Regardless of your feelings about bookkeeping, it’s just one of those activities that you can’t avoid. To help you out, here are easy tips to make bookkeeping easier and more efficient.
Going to the bank, using standard spreadsheets, and manual calculations are things of the past. These days, you can do most of your banking tasks online and opt for simple, easy-to-use, but robust bookkeeping software to help you with your bookkeeping tasks. You can even sync your chosen software with your business’s banking account to ensure that your records are always updated and accurate.
Never Mix Your Personal and Business Finances
Co-mingling income and expenses is a surprisingly common mistake that many business owners still fall prey to. But this one innocent mistake would cause you stress, hassles, and legal problems later on. You should have a dedicated bank account for your business, including a credit card. Besides separating your personal and business finances, this will also help in building your business’s credit rating.
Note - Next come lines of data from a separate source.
#![allow(dead_code)]

use rand::rngs::StdRng;
use rand::{Rng, SeedableRng};
use sequence_treap::*;
use std::ops::RangeInclusive;

/// A plain vector with the same operations as [`Sequence`], used as the reference.
/// Every operation is linear.
#[derive(Clone, PartialEq, Eq, Debug, Default)]
pub struct Reference {
    pub values: Vec<i64>,
}

impl Reference {
    pub fn new(values: &[i64]) -> Reference {
        Reference {
            values: values.to_vec(),
        }
    }

    fn check_position(&self, pos: usize, bound: usize) -> Result<()> {
        if pos < bound {
            Ok(())
        } else {
            Err(SequenceError::OutOfRange {
                index: pos,
                len: self.values.len(),
            })
        }
    }

    fn check_range(&self, l: usize, r: usize) -> Result<RangeInclusive<usize>> {
        if l > r {
            return Err(SequenceError::InvalidRange { start: l, end: r });
        }
        self.check_position(r, self.values.len())?;
        Ok(l..=r)
    }

    pub fn apply(&mut self, query: &Query) -> Result<Option<i64>> {
        match *query {
            Query::Sum { l, r } => {
                let range = self.check_range(l, r)?;
                let sum = self.values[range]
                    .iter()
                    .fold(0i64, |acc, v| acc.wrapping_add(*v));
                return Ok(Some(sum));
            }
            Query::Insert { value, pos } => {
                self.check_position(pos, self.values.len() + 1)?;
                self.values.insert(pos, value);
            }
            Query::Erase { pos } => {
                self.check_position(pos, self.values.len())?;
                self.values.remove(pos);
            }
            Query::Assign { l, r, value } => {
                let range = self.check_range(l, r)?;
                self.values[range].iter_mut().for_each(|v| *v = value);
            }
            Query::Add { l, r, delta } => {
                let range = self.check_range(l, r)?;
                self.values[range]
                    .iter_mut()
                    .for_each(|v| *v = v.wrapping_add(delta));
            }
            Query::NextPermutation { l, r } => {
                let range = self.check_range(l, r)?;
                next_permutation(&mut self.values[range]);
            }
            Query::PrevPermutation { l, r } => {
                let range = self.check_range(l, r)?;
                prev_permutation(&mut self.values[range]);
            }
        }
        Ok(None)
    }
}

/// The classic array algorithm. The last permutation wraps around to the first.
pub fn next_permutation(values: &mut [i64]) {
    step_with(values, |a, b| a < b)
}

/// The classic array algorithm. The first permutation wraps around to the last.
pub fn prev_permutation(values: &mut [i64]) {
    step_with(values, |a, b| a > b)
}

fn step_with(values: &mut [i64], before: impl Fn(i64, i64) -> bool) {
    let n = values.len();
    if n < 2 {
        return;
    }
    let mut i = n - 1;
    while i > 0 && !before(values[i - 1], values[i]) {
        i -= 1;
    }
    if i == 0 {
        values.reverse();
        return;
    }
    let pivot = i - 1;
    let mut j = n - 1;
    while !before(values[pivot], values[j]) {
        j -= 1;
    }
    values.swap(pivot, j);
    values[i..].reverse();
}

pub const MAX_VALUE: i64 = 6;

fn random_range(rng: &mut StdRng, len: usize) -> (usize, usize) {
    // rarely produce a range that has to be rejected
    if rng.gen_ratio(1, 20) {
        return (rng.gen_range(0..len + 3), rng.gen_range(0..len + 3));
    }
    if len == 0 {
        return (0, 0);
    }
    let a = rng.gen_range(0..len);
    let b = rng.gen_range(0..len);
    (a.min(b), a.max(b))
}

/// Values are small, so that permutations often have repeated values.
pub fn random_query(rng: &mut StdRng, len: usize) -> Query {
    let (l, r) = random_range(rng, len);
    match rng.gen_range(0..7) {
        0 => Query::Sum { l, r },
        1 => Query::Insert {
            value: rng.gen_range(-MAX_VALUE..=MAX_VALUE),
            pos: rng.gen_range(0..len + 2),
        },
        2 => Query::Erase {
            pos: rng.gen_range(0..len + 1),
        },
        3 => Query::Assign {
            l,
            r,
            value: rng.gen_range(-MAX_VALUE..=MAX_VALUE),
        },
        4 => Query::Add {
            l,
            r,
            delta: rng.gen_range(-2..=2),
        },
        5 => Query::NextPermutation { l, r },
        _ => Query::PrevPermutation { l, r },
    }
}

/// Runs the queries on a [`Sequence`] and on a [`Reference`], and checks that
/// they agree on every answer, every error, and the final state.
pub fn check_queries(initial: &[i64], queries: &[Query], seed: u64) {
    let mut sequence = Sequence::from_sequence_with_config(initial, SequenceConfig::seeded(seed));
    let mut reference = Reference::new(initial);
    for query in queries {
        let expected = reference.apply(query);
        assert_eq!(sequence.apply(query), expected, "{:?}", query);
        assert_eq!(sequence.len(), reference.values.len());
    }
    sequence.assert_correctness();
    assert_eq!(sequence.materialize(), reference.values);
}

pub fn check_consistency(num_rounds: usize, seed: u64) {
    let mut rng = StdRng::seed_from_u64(seed);
    let initial: Vec<i64> = (0..100).map(|_| rng.gen_range(-MAX_VALUE..=MAX_VALUE)).collect();
    let mut sequence = Sequence::from_sequence_with_config(&initial, SequenceConfig::seeded(seed));
    let mut reference = Reference::new(&initial);

    for round in 0..num_rounds {
        let query = random_query(&mut rng, reference.values.len());
        let expected = reference.apply(&query);
        assert_eq!(sequence.apply(&query), expected, "round {}: {:?}", round, query);

        // the full comparison takes linear time
        if round % 50 == 0 {
            assert_eq!(sequence.materialize(), reference.values);
            sequence.assert_correctness();
        }
    }
    assert_eq!(sequence.materialize(), reference.values);
}
//! Batches of typed queries over a [`Sequence`].
//!
//! Each query kind carries the number it is known by in query scripts, see [`Query::code`].

use tracing::debug;

use crate::config::SequenceConfig;
use crate::error::Result;
use crate::sequence::Sequence;

/// A single operation on a sequence. Ranges are inclusive.
#[derive(Debug, Clone, Copy, PartialEq, Eq, Hash)]
pub enum Query {
    Sum { l: usize, r: usize },
    Insert { value: i64, pos: usize },
    Erase { pos: usize },
    Assign { l: usize, r: usize, value: i64 },
    Add { l: usize, r: usize, delta: i64 },
    NextPermutation { l: usize, r: usize },
    PrevPermutation { l: usize, r: usize },
}

impl Query {
    /// The operation code of the query, from 1 to 7.
    pub fn code(&self) -> u8 {
        match self {
            Query::Sum { .. } => 1,
            Query::Insert { .. } => 2,
            Query::Erase { .. } => 3,
            Query::Assign { .. } => 4,
            Query::Add { .. } => 5,
            Query::NextPermutation { .. } => 6,
            Query::PrevPermutation { .. } => 7,
        }
    }
}

impl Sequence {
    /// Runs the query. Returns the answer of a [`Query::Sum`], and [`None`] for the rest.
    pub fn apply(&mut self, query: &Query) -> Result<Option<i64>> {
        match *query {
            Query::Sum { l, r } => return self.sum(l, r).map(Some),
            Query::Insert { value, pos } => self.insert(value, pos)?,
            Query::Erase { pos } => {
                self.erase(pos)?;
            }
            Query::Assign { l, r, value } => self.assign(l, r, value)?,
            Query::Add { l, r, delta } => self.add(l, r, delta)?,
            Query::NextPermutation { l, r } => self.next_permutation(l, r)?,
            Query::PrevPermutation { l, r } => self.prev_permutation(l, r)?,
        }
        Ok(None)
    }
}

/// The results of a batch of queries.
#[derive(Debug, Clone, Default, PartialEq, Eq)]
pub struct Answers {
    /// The indices of the queries that produced a result, counting from 0.
    pub query_numbers: Vec<usize>,
    /// The results, in the same order as `query_numbers`.
    pub query_results: Vec<i64>,
    /// The sequence after all of the queries.
    pub final_state: Vec<i64>,
}

/// Builds a sequence out of `initial`, runs all of the queries on it in order, and collects
/// the answers.
///
/// Stops at the first failing query, and reports it with its index.
pub fn solve(initial: &[i64], queries: &[Query], config: SequenceConfig) -> Result<Answers> {
    let mut sequence = Sequence::from_sequence_with_config(initial, config);
    let mut answers = Answers::default();
    for (index, query) in queries.iter().enumerate() {
        let result = sequence.apply(query).map_err(|err| {
            debug!(index, code = query.code(), "query failed");
            err.in_query(index)
        })?;
        if let Some(result) = result {
            answers.query_numbers.push(index);
            answers.query_results.push(result);
        }
    }
    answers.final_state = sequence.materialize();
    Ok(answers)
}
Review All Your Accounting and Bookkeeping Records Quarterly
Look for trends like declining or increasing sales, yearly revenues, or a decrease of increase in late customer payments. For these quarterly reviews, your accountant can help you see the bigger picture so you’ll be more prepared for capital needs later on, including moving to a new location or investing in new equipment.
Pay Close Attention to Your Accounts Receivables
Your cash flow could dry up quickly if your customers always pay late. Keep track of your receivables deadlines and remind them of their obligations. Also, try to help your customers whenever possible. For example, you can consider setting up a customized payment plan for a customer who’s having financial issues so that you can at least obtain some money for that unpaid batch of wheelchair lifts from your Utah location.
Every month, check the total and percentage outstanding revenue amount. In general, your unpaid accounts receivables shouldn’t be more than 15%. Reach out to late-paying customers once a week to firmly remind them of what they still owe you.
Record and Keep Track of Your Business Expenses
Ask your accountant about which types of expenses you could deduct for the next tax year. Keep detailed records of anything that you might be able to claim. You can ample time by digitizing and scanning receipts. Additionally, you could further simplify expense tracking when you use your business’s credit card for all your business expenses.
Always Be Prepared for Tax Season
It’s great business sense and just practical to always plan ahead for tax season and setting aside funds for unexpected tax bills. Always pay on time to avoid hefty fines. You can also consider syncing your business computer’s calendar with the tax calendar from the IRS website to help ensure that you don’t miss deadlines.
Conduct Financial Checkups Regularly
Ideally, you should review your books at least once per week to ensure that everything is in order. Putting off bookkeeping for too long could result in you ending up with figures that don’t match, overdue invoices, and bounced checks.
Bookkeeping might not be your favorite part of being your own boss, but it’s a crucial one. Errors in your books due to sloppy bookkeeping or lack of it could definitely endanger your business. That being said, if you’re really not cut out for bookkeeping, you can always hire one and ask your accountant for things that you don’t fully understand.